EXERCISE. Hunt through the lines below for the string "exists" and copy each one that has it.

Dataset entries:
<<<<

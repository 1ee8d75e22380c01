//! Port abstraction for user persistence adapters and their errors.
use async_trait::async_trait;

use crate::domain::{User, UserDraft, UserId};

use super::define_port_error;

define_port_error! {
    /// Persistence errors raised by user repository adapters.
    pub enum UserPersistenceError {
        /// Repository connection could not be established.
        Connection => "user repository connection failed: {message}",
        /// Query or mutation failed during execution.
        Query => "user repository query failed: {message}",
    }
}

/// Port for storing and looking up user profiles.
#[cfg_attr(test, mockall::automock)]
#[async_trait]
pub trait UserRepository: Send + Sync {
    /// Persist a new user and return the stored profile with its assigned id.
    async fn insert(&self, draft: &UserDraft) -> Result<User, UserPersistenceError>;

    /// Fetch a user by identifier.
    async fn find_by_id(&self, id: UserId) -> Result<Option<User>, UserPersistenceError>;

    /// Check whether a user with the given identifier exists.
    async fn exists(&self, id: UserId) -> Result<bool, UserPersistenceError>;

    /// List every registered user.
    async fn list_all(&self) -> Result<Vec<User>, UserPersistenceError>;
}
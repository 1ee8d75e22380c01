//! Diesel table definitions for the PostgreSQL schema.
//!
//! These definitions must match the migrations exactly; Diesel uses them for
//! compile-time query validation and type-safe SQL generation.

diesel::table! {
    /// Registered users.
    users (id) {
        /// Primary key, assigned by the database.
        id -> Int8,
        /// Display name.
        name -> Varchar,
        /// Age in years.
        age -> Int4,
    }
}

diesel::table! {
    /// Posts owned by users.
    posts (id) {
        /// Primary key, assigned by the database.
        id -> Int8,
        /// Owning user.
        user_id -> Int8,
        /// Free-form post body.
        text -> Text,
        /// Creation timestamp, defaulted by the database.
        created_at -> Timestamptz,
    }
}

diesel::table! {
    /// Directed follow edges: `follower_id` follows `user_id`.
    ///
    /// The (user_id, follower_id) pair carries a unique constraint so
    /// re-following is an atomic no-op.
    followers (id) {
        /// Primary key, assigned by the database.
        id -> Int8,
        /// The followed user (target).
        user_id -> Int8,
        /// The following user.
        follower_id -> Int8,
    }
}

diesel::joinable!(posts -> users (user_id));

diesel::allow_tables_to_appear_in_same_query!(users, posts, followers);
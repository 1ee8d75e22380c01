//! Chirp backend library: domain rules, HTTP adapters, and persistence.
//!
//! A small social-networking service. Users are created and listed, follow
//! and unfollow each other, and publish posts visible only to their
//! followers (or themselves). The decision logic lives in `domain`; `inbound`
//! and `outbound` hold the Actix and Diesel adapters on either side of it.

pub mod doc;
pub mod domain;
pub mod inbound;
pub mod outbound;
#[cfg(any(test, feature = "test-support"))]
pub mod test_support;

/// Public OpenAPI surface used by Swagger UI and tooling.
pub use doc::ApiDoc;
//! Internal Diesel row structs for database operations.
//!
//! These types are implementation details of the persistence layer and must
//! never be exposed to the domain. They exist solely to satisfy Diesel's
//! type requirements for queries and mutations.

use chrono::{DateTime, Utc};
use diesel::prelude::*;

use super::schema::{followers, posts, users};

/// Row struct for reading from the users table.
#[derive(Debug, Clone, Queryable, Selectable)]
#[diesel(table_name = users)]
#[diesel(check_for_backend(diesel::pg::Pg))]
pub(crate) struct UserRow {
    pub id: i64,
    pub name: String,
    pub age: i32,
}

/// Insertable struct for creating new user records.
#[derive(Debug, Clone, Insertable)]
#[diesel(table_name = users)]
pub(crate) struct NewUserRow<'a> {
    pub name: &'a str,
    pub age: i32,
}

/// Row struct for reading from the posts table.
#[derive(Debug, Clone, Queryable, Selectable)]
#[diesel(table_name = posts)]
#[diesel(check_for_backend(diesel::pg::Pg))]
pub(crate) struct PostRow {
    pub id: i64,
    pub user_id: i64,
    pub text: String,
    pub created_at: DateTime<Utc>,
}

/// Insertable struct for creating new post records.
///
/// `created_at` is deliberately absent: the database assigns it.
#[derive(Debug, Clone, Insertable)]
#[diesel(table_name = posts)]
pub(crate) struct NewPostRow<'a> {
    pub user_id: i64,
    pub text: &'a str,
}

/// Insertable struct for creating new follow edges.
#[derive(Debug, Clone, Insertable)]
#[diesel(table_name = followers)]
pub(crate) struct NewFollowerRow {
    pub user_id: i64,
    pub follower_id: i64,
}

>>>>

RESULT BELOW.
    /// Check whether a user with the given identifier exists.
    async fn exists(&self, id: UserId) -> Result<bool, UserPersistenceError>;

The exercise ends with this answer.